→ Task directions
Reproduce precisely the lines between the start of the data below and the line with "linking, autocomplete, conversations", both included.

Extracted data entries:
------------
//! Mailroom Core - identity resolution and account records
//!
//! This crate implements the identity core following hexagonal architecture:
//!
//! - **domain**: Account record, OAuth callbacks, presentation views
//! - **ports**: Trait definitions for collaborators (AccountStore, Cache, ContactProvider)
//! - **services**: Resolution, linking, autocomplete, conversations
//! - **adapters**: Concrete implementations (DuckDB, Gravatar, Twitter, Google)

pub mod adapters;
pub mod config;
pub mod domain;
pub mod log_migrations;
pub mod migrations;
pub mod ports;
pub mod services;

use std::path::Path;
use std::sync::Arc;

use anyhow::Result;

use adapters::address::{DomainAddressClassifier, PatternExtractor};
use adapters::duckdb::DuckDbRepository;
use adapters::google::GoogleContactsClient;
use adapters::gravatar::GravatarService;
use adapters::twitter::TwitterClient;
use config::Config;
use services::*;

// Re-export commonly used types at crate root
pub use domain::result::{Error, PersistenceError};
pub use domain::{Account, Conversation, OAuthCallback, Provider, PublicAccount};

/// Main context for Mailroom operations
///
/// Opens mailroom.duckdb in the data directory and wires every service to
/// the adapters the configuration asks for.
pub struct MailroomContext {
    pub config: Config,
    pub repository: Arc<DuckDbRepository>,
    pub identity_service: Arc<IdentityService>,
    pub autocomplete_service: AutocompleteService,
    pub conversation_service: ConversationService,
    pub status_service: StatusService,
}

impl MailroomContext {
    pub fn new(mailroom_dir: &Path, logger: Option<Arc<LoggingService>>) -> Result<Self> {
        let config = Config::load(mailroom_dir)?;

        let repository = Arc::new(DuckDbRepository::new(&mailroom_dir.join("mailroom.duckdb"))?);
        repository.ensure_schema()?;
        repository.purge_expired_cache()?;

        let avatars = Arc::new(GravatarService::new(
            &config.avatar.gravatar_base,
            &config.avatar.robohash_base,
            config.avatar.size,
            &config.avatar.default_image,
        )?);

        let identity_service = Arc::new(
            IdentityService::new(
                config.identity(),
                repository.clone(),
                Arc::new(DomainAddressClassifier::new(config.domain.clone())),
                Arc::new(PatternExtractor::new()?),
                avatars,
            )
            .with_cache(repository.clone())
            .with_logger(logger.clone()),
        );

        let timeout = config.providers.timeout();
        let autocomplete_service = AutocompleteService::new(
            repository.clone(),
            repository.clone(),
            config.autocomplete_settings(),
        )
        .with_provider(Arc::new(TwitterClient::new(
            &config.providers.twitter_api_base,
            timeout,
            config.autocomplete.twitter_limit,
        )?))
        .with_provider(Arc::new(GoogleContactsClient::new(
            &config.providers.google_api_base,
            timeout,
        )?))
        .with_logger(logger.clone());

        let conversation_service =
            ConversationService::new(identity_service.clone(), repository.clone()).with_logger(logger);
        let status_service = StatusService::new(repository.clone());

        Ok(Self {
            config,
            repository,
            identity_service,
            autocomplete_service,
            conversation_service,
            status_service,
        })
    }
}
------------
→ Answer box
//! Mailroom Core - identity resolution and account records
//!
//! This crate implements the identity core following hexagonal architecture:
//!
//! - **domain**: Account record, OAuth callbacks, presentation views
//! - **ports**: Trait definitions for collaborators (AccountStore, Cache, ContactProvider)
//! - **services**: Resolution, linking, autocomplete, conversations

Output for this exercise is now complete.